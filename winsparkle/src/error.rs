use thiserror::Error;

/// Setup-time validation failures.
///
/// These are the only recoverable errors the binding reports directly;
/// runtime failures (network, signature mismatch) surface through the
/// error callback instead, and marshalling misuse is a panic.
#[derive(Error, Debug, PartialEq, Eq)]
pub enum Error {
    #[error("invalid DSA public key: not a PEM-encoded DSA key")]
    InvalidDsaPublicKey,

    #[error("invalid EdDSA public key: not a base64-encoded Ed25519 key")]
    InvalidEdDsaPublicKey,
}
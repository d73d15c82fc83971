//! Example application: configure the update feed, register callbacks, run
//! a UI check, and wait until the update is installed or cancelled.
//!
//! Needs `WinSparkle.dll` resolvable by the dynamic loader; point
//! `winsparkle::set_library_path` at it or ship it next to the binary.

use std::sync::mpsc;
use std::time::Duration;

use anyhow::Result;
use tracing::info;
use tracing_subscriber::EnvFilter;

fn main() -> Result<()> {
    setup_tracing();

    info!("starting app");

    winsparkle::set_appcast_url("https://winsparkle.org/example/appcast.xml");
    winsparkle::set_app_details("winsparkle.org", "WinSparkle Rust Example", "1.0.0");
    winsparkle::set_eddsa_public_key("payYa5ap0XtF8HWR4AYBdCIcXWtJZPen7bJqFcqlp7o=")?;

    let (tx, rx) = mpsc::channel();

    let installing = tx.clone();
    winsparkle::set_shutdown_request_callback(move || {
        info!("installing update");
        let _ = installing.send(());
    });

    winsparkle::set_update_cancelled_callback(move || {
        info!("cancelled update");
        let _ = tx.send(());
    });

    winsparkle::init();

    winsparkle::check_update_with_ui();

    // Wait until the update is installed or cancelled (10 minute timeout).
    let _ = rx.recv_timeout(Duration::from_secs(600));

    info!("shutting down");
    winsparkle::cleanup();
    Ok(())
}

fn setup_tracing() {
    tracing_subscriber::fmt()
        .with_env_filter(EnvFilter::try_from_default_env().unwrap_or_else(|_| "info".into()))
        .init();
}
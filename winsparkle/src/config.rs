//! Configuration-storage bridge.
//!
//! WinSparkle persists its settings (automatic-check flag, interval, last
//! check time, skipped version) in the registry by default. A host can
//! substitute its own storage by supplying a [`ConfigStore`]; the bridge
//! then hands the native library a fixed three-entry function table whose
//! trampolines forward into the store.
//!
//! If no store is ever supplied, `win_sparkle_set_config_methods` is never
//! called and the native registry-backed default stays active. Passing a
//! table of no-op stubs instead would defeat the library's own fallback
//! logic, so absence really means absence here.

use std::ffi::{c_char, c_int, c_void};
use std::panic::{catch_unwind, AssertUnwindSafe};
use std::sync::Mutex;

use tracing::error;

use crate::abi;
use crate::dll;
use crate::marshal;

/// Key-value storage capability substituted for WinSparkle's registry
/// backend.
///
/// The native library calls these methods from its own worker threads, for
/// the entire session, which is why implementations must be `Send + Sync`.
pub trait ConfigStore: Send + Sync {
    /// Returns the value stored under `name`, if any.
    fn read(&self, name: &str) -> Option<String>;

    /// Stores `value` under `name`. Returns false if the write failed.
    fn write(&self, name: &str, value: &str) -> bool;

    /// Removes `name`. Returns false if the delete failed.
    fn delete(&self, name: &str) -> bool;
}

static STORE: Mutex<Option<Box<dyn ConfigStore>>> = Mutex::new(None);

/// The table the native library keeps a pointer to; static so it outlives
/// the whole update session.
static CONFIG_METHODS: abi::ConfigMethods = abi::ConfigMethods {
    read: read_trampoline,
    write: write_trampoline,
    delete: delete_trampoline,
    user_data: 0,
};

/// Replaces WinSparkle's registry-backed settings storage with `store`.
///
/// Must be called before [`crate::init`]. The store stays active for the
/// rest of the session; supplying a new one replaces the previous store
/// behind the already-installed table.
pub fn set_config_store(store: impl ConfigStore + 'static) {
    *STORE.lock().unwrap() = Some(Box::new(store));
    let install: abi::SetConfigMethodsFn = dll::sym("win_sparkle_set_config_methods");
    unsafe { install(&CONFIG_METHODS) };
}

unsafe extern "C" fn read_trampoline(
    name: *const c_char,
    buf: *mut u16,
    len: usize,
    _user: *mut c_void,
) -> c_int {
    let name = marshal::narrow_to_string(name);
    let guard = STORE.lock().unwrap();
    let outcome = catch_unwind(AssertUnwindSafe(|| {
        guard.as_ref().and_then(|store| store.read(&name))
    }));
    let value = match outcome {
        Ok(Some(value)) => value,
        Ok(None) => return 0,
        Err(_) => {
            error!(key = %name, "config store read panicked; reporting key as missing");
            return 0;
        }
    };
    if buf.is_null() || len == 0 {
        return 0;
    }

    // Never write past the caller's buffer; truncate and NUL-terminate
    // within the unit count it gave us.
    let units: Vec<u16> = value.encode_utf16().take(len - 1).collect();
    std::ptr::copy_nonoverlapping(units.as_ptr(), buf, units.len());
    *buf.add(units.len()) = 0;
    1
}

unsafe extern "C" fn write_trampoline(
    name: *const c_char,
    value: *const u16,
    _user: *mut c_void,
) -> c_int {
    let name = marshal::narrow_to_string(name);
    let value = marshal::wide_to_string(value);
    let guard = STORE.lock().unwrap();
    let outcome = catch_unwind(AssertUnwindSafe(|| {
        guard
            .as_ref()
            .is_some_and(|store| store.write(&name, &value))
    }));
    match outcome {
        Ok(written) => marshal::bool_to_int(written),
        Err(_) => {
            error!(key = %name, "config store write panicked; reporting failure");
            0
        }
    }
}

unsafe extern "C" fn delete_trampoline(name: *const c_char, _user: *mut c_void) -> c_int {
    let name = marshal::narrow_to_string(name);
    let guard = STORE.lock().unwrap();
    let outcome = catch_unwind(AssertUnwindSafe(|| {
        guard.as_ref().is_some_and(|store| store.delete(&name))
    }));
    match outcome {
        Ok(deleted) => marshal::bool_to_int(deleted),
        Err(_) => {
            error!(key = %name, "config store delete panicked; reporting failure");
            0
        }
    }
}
════════════════
Please give back the records exactly as written, beginning at the first line and including the line that holds "not a base64-encoded" as the last.

* [EXERCISE ANSWER]:
filename winsparkle/src/error.rs
use thiserror::Error;

/// Setup-time validation failures.
///
/// These are the only recoverable errors the binding reports directly;
/// runtime failures (network, signature mismatch) surface through the
/// error callback instead, and marshalling misuse is a panic.
#[derive(Error, Debug, PartialEq, Eq)]
pub enum Error {
    #[error("invalid DSA public key: not a PEM-encoded DSA key")]
    InvalidDsaPublicKey,

    #[error("invalid EdDSA public key: not a base64-encoded Ed25519 key")]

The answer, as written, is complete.